(Records from a data collection)
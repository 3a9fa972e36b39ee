use crate::config::MetricsConfig;
use crate::loader::{load_reference, load_results};
use crate::metrics::Aggregator;
use crate::models::MetricsReport;
use crate::naming::RunInfo;
use anyhow::{Context, Result};
use std::path::{Path, PathBuf};
use tracing::{debug, info};

/// Report computed by a run and the file it was written to
#[derive(Debug)]
pub struct RunOutcome {
    pub report: MetricsReport,
    pub output_path: PathBuf,
}

/// Loads one results file, aggregates it and writes the metrics report
pub struct Runner {
    config: MetricsConfig,
}

impl Runner {
    /// Create a new runner with the given configuration
    pub fn new(config: MetricsConfig) -> Self {
        Self { config }
    }

    /// Run the aggregation for a results file against its reference data.
    ///
    /// Nothing is written unless the whole report was computed.
    pub fn run(&self, results_path: &Path, reference_path: &Path) -> Result<RunOutcome> {
        let run = RunInfo::from_results_path(results_path, &self.config)?;
        debug!(timestamp = %run.timestamp, suffix = %run.suffix, "derived run info");

        let results = load_results(results_path)?;
        info!(path = %results_path.display(), count = results.len(), "loaded evaluation results");

        let reference = load_reference(reference_path)?;
        info!(path = %reference_path.display(), count = reference.len(), "loaded reference data");

        let aggregator = Aggregator::new(&reference, &self.config.abstention_marker);
        let report = aggregator
            .compute_report(&results, &run)
            .with_context(|| format!("Failed to compute metrics for {}", run.input_file))?;

        self.store_report(&report, &run.output_path)?;

        Ok(RunOutcome {
            report,
            output_path: run.output_path,
        })
    }

    /// Store the report as pretty JSON, replacing any existing file
    fn store_report(&self, report: &MetricsReport, path: &Path) -> Result<()> {
        let json_content = self.serialize_report(report)?;
        self.write_report_file(path, &json_content)?;
        info!(path = %path.display(), "wrote metrics report");

        Ok(())
    }

    /// Serialize the report to JSON
    fn serialize_report(&self, report: &MetricsReport) -> Result<String> {
        serde_json::to_string_pretty(report).context("Failed to serialize metrics to JSON")
    }

    /// Write the report file
    fn write_report_file(&self, path: &Path, content: &str) -> Result<()> {
        std::fs::write(path, content)
            .with_context(|| format!("Failed to write metrics to: {}", path.display()))
    }
}
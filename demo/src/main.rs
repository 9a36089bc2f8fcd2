use circuit_layers::{BoardGeometry, PcbElement, render_document};
use log::info;

fn main() -> Result<(), Box<dyn std::error::Error>> {
    env_logger::init();

    let design = include_str!("../assets/demo_design.json");
    let elements: Vec<PcbElement> = serde_json::from_str(design)?;

    let geometry = BoardGeometry::new(&elements);
    if let Some(bbox) = geometry.bounding_box() {
        info!(
            "Geometry bounds. min: ({}, {}), max: ({}, {})",
            bbox.min_x, bbox.min_y, bbox.max_x, bbox.max_y
        );
    }

    let document = render_document(&geometry);
    circuit_layers::svg::save("demo.svg", &document)?;
    info!("Wrote demo.svg");

    Ok(())
}
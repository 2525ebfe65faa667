//! Engine configuration.

use serde::{Deserialize, Serialize};

/// Settings for an [`Engine`](super::Engine).
///
/// Plain data so embedding applications can load it from their own config
/// files. Missing fields fall back to the defaults.
#[derive(Clone, Debug, PartialEq, Eq, Serialize, Deserialize)]
#[serde(default)]
pub struct EngineConfig {
    /// Name attached to every log event emitted by the engine.
    pub name: String,

    /// Record the state seen by the most recent dispatch.
    pub track_last_observed: bool,
}

impl Default for EngineConfig {
    fn default() -> Self {
        Self {
            name: "fsm".to_string(),
            track_last_observed: true,
        }
    }
}
//! Event capability: a named, executable transition trigger.

use super::state::EventName;
use crate::engine::DispatchContext;
use async_trait::async_trait;
use std::sync::Arc;
use thiserror::Error;

/// Failure reported by an event's action.
///
/// The message is preserved verbatim through
/// [`DispatchError::EventExecutionFailed`](crate::DispatchError::EventExecutionFailed).
#[derive(Debug, Clone, PartialEq, Eq, Error)]
#[error("{message}")]
pub struct EventError {
    message: String,
}

impl EventError {
    pub fn new(message: impl Into<String>) -> Self {
        Self {
            message: message.into(),
        }
    }

    /// The action observed that its dispatch context was cancelled.
    pub fn cancelled() -> Self {
        Self::new("dispatch cancelled")
    }

    /// The action observed that its dispatch context's deadline passed.
    pub fn deadline_exceeded() -> Self {
        Self::new("dispatch deadline exceeded")
    }

    pub fn message(&self) -> &str {
        &self.message
    }
}

impl From<String> for EventError {
    fn from(message: String) -> Self {
        Self::new(message)
    }
}

impl From<&str> for EventError {
    fn from(message: &str) -> Self {
        Self::new(message)
    }
}

/// A requested transition trigger with an explicit identity and an action.
///
/// The action receives the business object as a typed argument. The
/// engine never mutates the resource itself; any state change is the
/// action's responsibility, including leaving the resource untouched when
/// it fails.
///
/// # Example
///
/// ```rust
/// use fsm_engine::{DispatchContext, Event, EventError, EventName};
///
/// struct Switch {
///     on: bool,
/// }
///
/// struct TurnOff;
///
/// impl Event<Switch> for TurnOff {
///     fn name(&self) -> EventName {
///         EventName::from_static("TurnOff")
///     }
///
///     fn on_event(&self, _ctx: &DispatchContext, switch: &mut Switch) -> Result<(), EventError> {
///         switch.on = false;
///         Ok(())
///     }
/// }
/// ```
pub trait Event<R: ?Sized> {
    /// Stable identity used for table matching.
    fn name(&self) -> EventName;

    /// Execute the event's side effect.
    fn on_event(&self, ctx: &DispatchContext, resource: &mut R) -> Result<(), EventError>;
}

impl<R: ?Sized, E: Event<R> + ?Sized> Event<R> for &E {
    fn name(&self) -> EventName {
        (**self).name()
    }

    fn on_event(&self, ctx: &DispatchContext, resource: &mut R) -> Result<(), EventError> {
        (**self).on_event(ctx, resource)
    }
}

impl<R: ?Sized, E: Event<R> + ?Sized> Event<R> for Box<E> {
    fn name(&self) -> EventName {
        (**self).name()
    }

    fn on_event(&self, ctx: &DispatchContext, resource: &mut R) -> Result<(), EventError> {
        (**self).on_event(ctx, resource)
    }
}

impl<R: ?Sized, E: Event<R> + ?Sized> Event<R> for Arc<E> {
    fn name(&self) -> EventName {
        (**self).name()
    }

    fn on_event(&self, ctx: &DispatchContext, resource: &mut R) -> Result<(), EventError> {
        (**self).on_event(ctx, resource)
    }
}

/// Asynchronous counterpart of [`Event`], dispatched with
/// [`Engine::dispatch_async`](crate::Engine::dispatch_async).
#[async_trait]
pub trait AsyncEvent<R: ?Sized + Send>: Send + Sync {
    /// Stable identity used for table matching.
    fn name(&self) -> EventName;

    /// Execute the event's side effect.
    async fn on_event(&self, ctx: &DispatchContext, resource: &mut R) -> Result<(), EventError>;
}
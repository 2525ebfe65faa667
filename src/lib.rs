//! fsm-engine: a table-driven finite state machine engine
//!
//! Given a declarative table of which events may fire in which states, the
//! engine checks whether a caller-supplied event may legally fire against a
//! caller-supplied resource and, if so, runs the event's action exactly once.
//!
//! # Core Concepts
//!
//! - **State**: an opaque token for one lifecycle stage, with a reserved
//!   [`State::UNKNOWN`] sentinel
//! - **Resource**: anything that can report its current state
//! - **Event**: a named, executable transition trigger
//! - **TransitionTable**: state → ordered list of permitted event names
//! - **Engine**: validates and dispatches; holds no business state
//!
//! The engine does not persist state, retry, or lock resources. A resource
//! is passed by `&mut`, so concurrent dispatches on the same resource must
//! be serialized by the caller.
//!
//! # Example
//!
//! ```rust
//! use fsm_engine::{
//!     event_names, states, DispatchContext, DispatchError, Engine, Event, EventError, EventName,
//!     Resource, State, TransitionTable,
//! };
//!
//! states! {
//!     const PAID = "paid";
//!     const COMPLETED = "completed";
//! }
//!
//! event_names! {
//!     const COMPLETE = "Complete";
//! }
//!
//! struct Order {
//!     status: String,
//!     amount: i64,
//! }
//!
//! impl Resource for Order {
//!     fn current_state(&self) -> State {
//!         match self.status.as_str() {
//!             "STATUS_PAID" => PAID,
//!             "STATUS_COMPLETED" => COMPLETED,
//!             _ => State::UNKNOWN,
//!         }
//!     }
//! }
//!
//! struct Complete;
//!
//! impl Event<Order> for Complete {
//!     fn name(&self) -> EventName {
//!         COMPLETE
//!     }
//!
//!     fn on_event(&self, _ctx: &DispatchContext, order: &mut Order) -> Result<(), EventError> {
//!         if order.amount <= 0 {
//!             return Err(EventError::new("amount must be greater than zero"));
//!         }
//!         order.status = "STATUS_COMPLETED".to_string();
//!         Ok(())
//!     }
//! }
//!
//! let table = TransitionTable::new()
//!     .with_state(PAID, [COMPLETE])
//!     .with_state(COMPLETED, []);
//! let engine = Engine::new(table);
//! let ctx = DispatchContext::new();
//!
//! let mut order = Order { status: "STATUS_PAID".into(), amount: 100 };
//! engine.dispatch(&ctx, &Complete, &mut order).unwrap();
//! assert_eq!(order.current_state(), COMPLETED);
//!
//! let err = engine.dispatch(&ctx, &Complete, &mut order).unwrap_err();
//! assert!(matches!(err, DispatchError::TransitionNotAllowed { .. }));
//! ```

pub mod core;
pub mod engine;
pub mod table;

// Re-export commonly used types
pub use crate::core::{AsyncEvent, Event, EventError, EventName, Resource, State};
pub use crate::engine::{
    DispatchContext, DispatchError, Engine, EngineConfig, ErrorCategory, Observation,
};
pub use crate::table::{TableIssue, TransitionTable};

=== TASK STATEMENT ===
Write out exactly the lines above from the line with "pub trait Event<R: ?Sized>" through the line with "which states, the", both of them included, and leave out all other lines.

=== ANSWER SECTION ===
pub trait Event<R: ?Sized> {
    /// Stable identity used for table matching.
    fn name(&self) -> EventName;

    /// Execute the event's side effect.
    fn on_event(&self, ctx: &DispatchContext, resource: &mut R) -> Result<(), EventError>;
}

impl<R: ?Sized, E: Event<R> + ?Sized> Event<R> for &E {
    fn name(&self) -> EventName {
        (**self).name()
    }

    fn on_event(&self, ctx: &DispatchContext, resource: &mut R) -> Result<(), EventError> {
        (**self).on_event(ctx, resource)
    }
}

impl<R: ?Sized, E: Event<R> + ?Sized> Event<R> for Box<E> {
    fn name(&self) -> EventName {
        (**self).name()
    }

    fn on_event(&self, ctx: &DispatchContext, resource: &mut R) -> Result<(), EventError> {
        (**self).on_event(ctx, resource)
    }
}

impl<R: ?Sized, E: Event<R> + ?Sized> Event<R> for Arc<E> {
    fn name(&self) -> EventName {
        (**self).name()
    }

    fn on_event(&self, ctx: &DispatchContext, resource: &mut R) -> Result<(), EventError> {
        (**self).on_event(ctx, resource)
    }
}

/// Asynchronous counterpart of [`Event`], dispatched with
/// [`Engine::dispatch_async`](crate::Engine::dispatch_async).
#[async_trait]
pub trait AsyncEvent<R: ?Sized + Send>: Send + Sync {
    /// Stable identity used for table matching.
    fn name(&self) -> EventName;

    /// Execute the event's side effect.
    async fn on_event(&self, ctx: &DispatchContext, resource: &mut R) -> Result<(), EventError>;
}
repository 2525ebfe65faa667
filename src/lib.rs
//! fsm-engine: a table-driven finite state machine engine
//!
//! Given a declarative table of which events may fire in which states, the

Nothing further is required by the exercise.